Via the BBC: Peru rebel rejects surrender call:

Comrade Artemio, whose real name is Filomeno Cerron Cardoso, leads what is left of the group.

In his first apparent interview in almost two years, he told a local radio station near the rebel stronghold, Radio La Luz in Aucayacu in Huanuco region, that the rebels completely rejected an ultimatum issued by Peru’s national police chief to surrender.

“We still insist that what is needed is a political solution, what is needed is a general amnesty and national reconciliation,” he said.

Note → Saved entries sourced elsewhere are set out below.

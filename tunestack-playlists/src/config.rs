/// Configuration for the Playlist Service
///
/// Reads `PLAYLIST_SERVICE_*` variables on top of the shared settings, plus
/// the locations of the services playlists refer to.
///
/// # Environment Variables
///
/// - `USER_SERVICE_URL`: User Service base URL (default: http://127.0.0.1:8001)
/// - `MUSIC_SERVICE_URL`: Music Service base URL (default: http://127.0.0.1:8002)
/// - `VERIFY_REFERENCES`: Check owners and songs before writes (default: true)
/// - `REFERENCE_TIMEOUT_SECS`: Timeout for each check (default: 5)

use serde::{Deserialize, Serialize};
use std::{env, time::Duration};
use tunestack_shared::config::{parse_bool, ServiceConfig, ServiceDefaults};

/// Defaults: port 8003, `playlists.db` in the working directory
pub const DEFAULTS: ServiceDefaults = ServiceDefaults {
    env_prefix: "PLAYLIST_SERVICE",
    port: 8003,
    database_url: "sqlite://playlists.db",
};

/// Complete Playlist Service configuration
#[derive(Debug, Clone, Serialize, Deserialize)]
pub struct PlaylistConfig {
    /// HTTP server and database settings
    pub service: ServiceConfig,

    /// Cross-service reference checks
    pub references: ReferenceConfig,
}

/// Where and how to verify playlist owners and songs
#[derive(Debug, Clone, Serialize, Deserialize)]
pub struct ReferenceConfig {
    pub user_service_url: String,
    pub music_service_url: String,

    /// When false, every owner and song is accepted
    pub verify: bool,

    /// Per-request timeout in seconds
    pub timeout_secs: u64,
}

impl Default for ReferenceConfig {
    fn default() -> Self {
        Self {
            user_service_url: "http://127.0.0.1:8001".to_string(),
            music_service_url: "http://127.0.0.1:8002".to_string(),
            verify: true,
            timeout_secs: 5,
        }
    }
}

impl ReferenceConfig {
    /// Loads reference settings from the environment
    pub fn from_env() -> anyhow::Result<Self> {
        let defaults = Self::default();

        let timeout_secs = match env::var("REFERENCE_TIMEOUT_SECS") {
            Ok(raw) => raw
                .trim()
                .parse::<u64>()
                .map_err(|e| anyhow::anyhow!("REFERENCE_TIMEOUT_SECS is invalid: {e}"))?,
            Err(_) => defaults.timeout_secs,
        };

        if timeout_secs == 0 {
            anyhow::bail!("REFERENCE_TIMEOUT_SECS must be at least 1");
        }

        Ok(Self {
            user_service_url: env::var("USER_SERVICE_URL").unwrap_or(defaults.user_service_url),
            music_service_url: env::var("MUSIC_SERVICE_URL")
                .unwrap_or(defaults.music_service_url),
            verify: parse_bool(
                "VERIFY_REFERENCES",
                env::var("VERIFY_REFERENCES").ok(),
                defaults.verify,
            )?,
            timeout_secs,
        })
    }

    pub fn timeout(&self) -> Duration {
        Duration::from_secs(self.timeout_secs)
    }
}

impl PlaylistConfig {
    /// Test configuration: in-memory database, verification via injected checkers
    pub fn for_tests() -> Self {
        Self {
            service: ServiceConfig::for_tests(),
            references: ReferenceConfig::default(),
        }
    }
}

/// Loads the Playlist Service configuration from the environment
///
/// `.env` is loaded by [`ServiceConfig::from_env`] before the reference
/// variables are read.
pub fn from_env() -> anyhow::Result<PlaylistConfig> {
    let service = ServiceConfig::from_env(&DEFAULTS)?;
    let references = ReferenceConfig::from_env()?;

    Ok(PlaylistConfig {
        service,
        references,
    })
}

#[cfg(test)]
mod tests {
    use super::*;

    #[test]
    fn test_reference_defaults() {
        let config = ReferenceConfig::default();
        assert_eq!(config.user_service_url, "http://127.0.0.1:8001");
        assert_eq!(config.music_service_url, "http://127.0.0.1:8002");
        assert!(config.verify);
        assert_eq!(config.timeout(), Duration::from_secs(5));
    }

    #[test]
    fn test_service_defaults() {
        assert_eq!(DEFAULTS.port, 8003);
        assert_eq!(DEFAULTS.env_prefix, "PLAYLIST_SERVICE");
    }
}
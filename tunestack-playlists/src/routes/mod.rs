/// API route handlers
///
/// - `playlists`: Playlist CRUD and song membership
///
/// `/` and `/health` come from `tunestack_shared::http::health`.

pub mod playlists;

It wouldn’t be a surprise if one’s first reaction was “the Shining Who?” depending on one’s age and predisposition to pay attention to Latin American politics. The Shining Path was once one of the most fearsome and violent guerrilla groups in the history of Latin America and they created a great of havoc in their day. However, they are now less than a shadow of a shell of their former selves:

The Shining Path nowadays is just a fraction of its former size, reports the BBC’s Dan Collyns from Lima, but its fighters still control remote coca-growing areas of Peru’s central jungle and are heavily involved in the drugs trade.

Experts say there are no more than 150 fighters and they no longer present a threat to national security.

The group has killed dozens of policemen and anti drugs workers in recent years, but it is a far cry from the Maoist-inspired organisation of the 1980s and 1990s which tried to impose a communist regime and in the process saw almost 70,000 people killed, our reporter adds.

This is not a group in a position to demand much of anything from the government. Indeed, save for the legacy of the name,1 they would appear to be little more than petty criminals at the moment.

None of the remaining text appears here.